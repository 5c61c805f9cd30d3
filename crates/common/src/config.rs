use serde::{Deserialize, Serialize};

/// Global engine configuration shared across execution layers.
#[derive(Debug, Clone, Serialize, Deserialize)]
pub struct EngineConfig {
    /// Target rows per chunk for operators that emit lazy results.
    pub chunk_size_rows: usize,

    /// Initial capacity hint for the per-run DISTINCT scratch sets used by
    /// aggregate kernels.
    #[serde(default = "default_distinct_scratch_capacity")]
    pub distinct_scratch_capacity: usize,
}

fn default_distinct_scratch_capacity() -> usize {
    64
}

impl Default for EngineConfig {
    fn default() -> Self {
        Self {
            chunk_size_rows: 8192,
            distinct_scratch_capacity: default_distinct_scratch_capacity(),
        }
    }
}

/// Whether per-row invariant validation (sort order of constructed and
/// streamed tables) runs.
///
/// Enabled in debug builds; the `expensive-checks` feature forces it on in
/// release builds as well.
pub const fn expensive_checks_enabled() -> bool {
    cfg!(debug_assertions) || cfg!(feature = "expensive-checks")
}
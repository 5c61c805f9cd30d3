use std::sync::{Arc, OnceLock};

use prometheus::{CounterVec, Encoder, HistogramOpts, HistogramVec, Opts, Registry, TextEncoder};

/// Process-wide registry of execution metrics.
#[derive(Clone, Debug)]
pub struct MetricsRegistry {
    inner: Arc<MetricsInner>,
}

#[derive(Debug)]
struct MetricsInner {
    registry: Registry,
    operator_rows_in: CounterVec,
    operator_rows_out: CounterVec,
    operator_chunks_in: CounterVec,
    operator_chunks_out: CounterVec,
    operator_time_seconds: HistogramVec,
    aggregation_runs: CounterVec,
}

impl MetricsRegistry {
    /// Creates a registry with all metric families registered.
    pub fn new() -> Self {
        Self {
            inner: Arc::new(MetricsInner::new()),
        }
    }

    /// Records one operator invocation.
    #[allow(clippy::too_many_arguments)]
    pub fn record_operator(
        &self,
        query_id: &str,
        operator: &str,
        rows_in: u64,
        rows_out: u64,
        chunks_in: u64,
        chunks_out: u64,
        secs: f64,
    ) {
        let labels = [query_id, operator];
        self.inner
            .operator_rows_in
            .with_label_values(&labels)
            .inc_by(rows_in as f64);
        self.inner
            .operator_rows_out
            .with_label_values(&labels)
            .inc_by(rows_out as f64);
        self.inner
            .operator_chunks_in
            .with_label_values(&labels)
            .inc_by(chunks_in as f64);
        self.inner
            .operator_chunks_out
            .with_label_values(&labels)
            .inc_by(chunks_out as f64);
        self.inner
            .operator_time_seconds
            .with_label_values(&labels)
            .observe(secs.max(0.0));
    }

    /// Records the number of equal-key runs an aggregation reduced.
    pub fn record_aggregation_runs(&self, query_id: &str, runs: u64) {
        self.inner
            .aggregation_runs
            .with_label_values(&[query_id])
            .inc_by(runs as f64);
    }

    /// Renders the registry in Prometheus text exposition format.
    pub fn render_prometheus(&self) -> String {
        let metric_families = self.inner.registry.gather();
        let mut buf = Vec::new();
        let encoder = TextEncoder::new();
        if encoder.encode(&metric_families, &mut buf).is_err() {
            return String::new();
        }
        String::from_utf8(buf).unwrap_or_default()
    }
}

impl Default for MetricsRegistry {
    fn default() -> Self {
        Self::new()
    }
}

impl MetricsInner {
    fn new() -> Self {
        let registry = Registry::new();

        let operator_rows_in = counter_vec(
            &registry,
            "quiver_operator_rows_in_total",
            "Rows consumed by an operator",
            &["query_id", "operator"],
        );
        let operator_rows_out = counter_vec(
            &registry,
            "quiver_operator_rows_out_total",
            "Rows produced by an operator",
            &["query_id", "operator"],
        );
        let operator_chunks_in = counter_vec(
            &registry,
            "quiver_operator_chunks_in_total",
            "Chunks consumed by an operator",
            &["query_id", "operator"],
        );
        let operator_chunks_out = counter_vec(
            &registry,
            "quiver_operator_chunks_out_total",
            "Chunks produced by an operator",
            &["query_id", "operator"],
        );
        let operator_time_seconds = histogram_vec(
            &registry,
            "quiver_operator_time_seconds",
            "Operator wall time",
            &["query_id", "operator"],
        );
        let aggregation_runs = counter_vec(
            &registry,
            "quiver_aggregation_runs_total",
            "Equal-key runs reduced by aggregations",
            &["query_id"],
        );

        Self {
            registry,
            operator_rows_in,
            operator_rows_out,
            operator_chunks_in,
            operator_chunks_out,
            operator_time_seconds,
            aggregation_runs,
        }
    }
}

fn counter_vec(registry: &Registry, name: &str, help: &str, labels: &[&str]) -> CounterVec {
    let c = CounterVec::new(Opts::new(name, help), labels).expect("counter vec");
    registry
        .register(Box::new(c.clone()))
        .expect("register counter");
    c
}

fn histogram_vec(registry: &Registry, name: &str, help: &str, labels: &[&str]) -> HistogramVec {
    let h = HistogramVec::new(HistogramOpts::new(name, help), labels).expect("histogram vec");
    registry
        .register(Box::new(h.clone()))
        .expect("register histogram");
    h
}

static GLOBAL_METRICS: OnceLock<MetricsRegistry> = OnceLock::new();

/// The process-wide metrics registry.
pub fn global_metrics() -> &'static MetricsRegistry {
    GLOBAL_METRICS.get_or_init(MetricsRegistry::new)
}
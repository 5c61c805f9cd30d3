//! Value encoding shared across execution components.

use serde::{Deserialize, Serialize};
use std::fmt;

/// Opaque 64-bit encoded value.
///
/// An `Id` identifies a vocabulary entry, a verbatim integer, a bit-packed
/// float, a text record, the undefined marker, or the `NO_VALUE` sentinel.
/// Which of these it is in a given column is fixed by that column's
/// [`ResultType`]; the id itself carries no tag bits.
#[derive(
    Debug, Clone, Copy, PartialEq, Eq, PartialOrd, Ord, Hash, Serialize, Deserialize,
)]
#[repr(transparent)]
pub struct Id(
    /// Raw encoded value.
    pub u64,
);

impl Id {
    /// Sentinel meaning "no value could be produced" (e.g. MIN over a text
    /// column).
    pub const NO_VALUE: Id = Id(u64::MAX);

    /// Marker for an unbound variable in a row.
    pub const UNDEFINED: Id = Id(u64::MAX - 1);

    /// Bit-copies a 32-bit float into the low four bytes, the layout
    /// float-carrying columns use. The column's [`ResultType`] must say
    /// [`ResultType::Float`] for the value to be read back correctly.
    pub fn from_float(value: f32) -> Id {
        Id(value.to_bits() as u64)
    }

    /// Reinterprets the low four bytes as a 32-bit float.
    pub fn to_float(self) -> f32 {
        f32::from_bits(self.0 as u32)
    }

    /// Whether this id is the undefined marker.
    pub fn is_undefined(self) -> bool {
        self == Id::UNDEFINED
    }
}

impl fmt::Display for Id {
    fn fmt(&self, f: &mut fmt::Formatter<'_>) -> fmt::Result {
        write!(f, "{}", self.0)
    }
}

/// Declared decoding discipline for a result column.
///
/// Governs how [`Id`]s in that column are interpreted by the aggregate
/// kernels and the index adapter.
#[derive(Debug, Clone, Copy, PartialEq, Eq, Hash, Serialize, Deserialize)]
#[serde(rename_all = "lowercase")]
pub enum ResultType {
    /// The id is the integer value itself.
    Verbatim,
    /// The low four bytes of the id are an `f32` bit pattern.
    Float,
    /// The id indexes the producing result's local vocabulary.
    String,
    /// The id references a text record resolvable via the index.
    Text,
    /// The id references the knowledge-base vocabulary.
    Kb,
    /// The column only ever holds the undefined marker.
    Undef,
}

#[cfg(test)]
mod tests {
    use super::Id;

    #[test]
    fn float_round_trips_through_low_bytes() {
        for v in [0.0_f32, -1.5, 3.25, f32::MAX, f32::MIN_POSITIVE] {
            let id = Id::from_float(v);
            assert_eq!(id.0 >> 32, 0);
            assert_eq!(id.to_float(), v);
        }
    }

    #[test]
    fn sentinels_are_distinct() {
        assert_ne!(Id::NO_VALUE, Id::UNDEFINED);
        assert!(Id::UNDEFINED.is_undefined());
        assert!(!Id::NO_VALUE.is_undefined());
    }
}
#[cfg(test)]
mod tests {
    use super::*;

    fn sub_vars() -> VariableToColumnMap {
        let mut map = VariableToColumnMap::new();
        map.insert(
            "?x".to_string(),
            ColumnIndexAndTypeInfo {
                column: 0,
                definedness: Definedness::AlwaysDefined,
            },
        );
        map.insert(
            "?y".to_string(),
            ColumnIndexAndTypeInfo {
                column: 1,
                definedness: Definedness::AlwaysDefined,
            },
        );
        map
    }

    fn alias(out: &str, function: &str) -> AliasDescriptor {
        AliasDescriptor {
            out_var_name: out.to_string(),
            function: function.to_string(),
            is_aggregate: true,
        }
    }

    #[test]
    fn head_token_selects_the_kind_case_insensitively() {
        assert_eq!(parse_head("COUNT(?y)"), Some(AggregateKind::Count));
        assert_eq!(parse_head("group_concat(?y)"), Some(AggregateKind::GroupConcat));
        assert_eq!(parse_head("  Sum (?y)"), Some(AggregateKind::Sum));
        assert_eq!(parse_head("MEDIAN(?y)"), None);
    }

    #[test]
    fn distinct_keyword_is_detected_and_stripped() {
        let descriptor = parse_aggregate_alias(&alias("?n", "COUNT(DISTINCT ?y)"), &sub_vars())
            .expect("resolvable")
            .expect("known kind");
        assert_eq!(descriptor.kind, AggregateKind::Count);
        assert!(descriptor.distinct);
        assert_eq!(descriptor.in_col, 1);

        let descriptor = parse_aggregate_alias(&alias("?n", "COUNT(distinct ?y)"), &sub_vars())
            .expect("resolvable")
            .expect("known kind");
        assert!(descriptor.distinct);
    }

    #[test]
    fn group_concat_separator_is_the_quoted_assignment() {
        let descriptor = parse_aggregate_alias(
            &alias("?c", "GROUP_CONCAT(?y ; SEPARATOR=\",\")"),
            &sub_vars(),
        )
        .expect("resolvable")
        .expect("known kind");
        assert_eq!(descriptor.separator.as_deref(), Some(","));
        assert!(!descriptor.distinct);

        let descriptor = parse_aggregate_alias(
            &alias("?c", "GROUP_CONCAT(DISTINCT ?y ; SEPARATOR=\"; \")"),
            &sub_vars(),
        )
        .expect("resolvable")
        .expect("known kind");
        assert_eq!(descriptor.separator.as_deref(), Some("; "));
        assert!(descriptor.distinct);
    }

    #[test]
    fn group_concat_defaults_to_a_single_space() {
        let descriptor = parse_aggregate_alias(&alias("?c", "GROUP_CONCAT(?y)"), &sub_vars())
            .expect("resolvable")
            .expect("known kind");
        assert_eq!(descriptor.separator.as_deref(), Some(" "));
    }

    #[test]
    fn unresolved_variable_is_a_missing_column() {
        let result = parse_aggregate_alias(&alias("?n", "COUNT(?z)"), &sub_vars());
        assert!(matches!(
            result,
            Err(QuiverError::MissingColumn(var)) if var == "?z"
        ));
    }

    #[test]
    fn output_types_follow_the_kind() {
        let sub_types = [ResultType::Kb, ResultType::Float];
        let descriptors = vec![
            AggregateDescriptor {
                kind: AggregateKind::Sample,
                in_col: 0,
                out_col: 0,
                distinct: false,
                separator: None,
            },
            AggregateDescriptor {
                kind: AggregateKind::Sum,
                in_col: 1,
                out_col: 1,
                distinct: false,
                separator: None,
            },
            AggregateDescriptor {
                kind: AggregateKind::Count,
                in_col: 1,
                out_col: 2,
                distinct: false,
                separator: None,
            },
            AggregateDescriptor {
                kind: AggregateKind::GroupConcat,
                in_col: 0,
                out_col: 3,
                distinct: false,
                separator: Some(" ".to_string()),
            },
            AggregateDescriptor {
                kind: AggregateKind::Min,
                in_col: 1,
                out_col: 4,
                distinct: false,
                separator: None,
            },
        ];
        assert_eq!(
            derive_output_types(&descriptors, &sub_types),
            vec![
                ResultType::Kb,
                ResultType::Float,
                ResultType::Verbatim,
                ResultType::String,
                ResultType::Float,
            ]
        );
    }
}
//! Execution-time core of the quiver engine.
//!
//! Carries an operator's output in a dual materialized/lazy [`QueryResult`]
//! container with sort-order, definedness, and limit guards, and implements
//! grouped aggregation over sorted id-tuple streams on top of it.

pub mod aggregate;
pub mod group_by;
pub mod id_table;
pub mod index;
pub mod local_vocab;
pub mod operator;
pub mod result;
pub mod runs;
pub mod stream;

// Re-export only what you want at the crate root (no globs).
pub use aggregate::{AggregateDescriptor, AggregateInput, AggregateKind};
pub use group_by::{AliasDescriptor, GroupBy};
pub use id_table::IdTable;
pub use index::Index;
pub use local_vocab::LocalVocab;
pub use operator::{
    ColumnIndexAndTypeInfo, Definedness, Operator, SharedTaskContext, TaskContext,
    VariableToColumnMap,
};
pub use result::{LimitOffsetClause, QueryResult};
pub use runs::GroupRunSplitter;
pub use stream::{
    bounded_table_channel, empty_stream, table_stream, ChunkSender, IdTableStream,
    SendableIdTableStream, StreamAdapter,
};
....................
# Problem statement
Quote exactly the first line of the data and every line after it through the one holding "emit lazy results.".

# Your response
repository 5c61c805f9cd30d3
filename crates/common/src/config.rs
use serde::{Deserialize, Serialize};

/// Global engine configuration shared across execution layers.
#[derive(Debug, Clone, Serialize, Deserialize)]
pub struct EngineConfig {
    /// Target rows per chunk for operators that emit lazy results.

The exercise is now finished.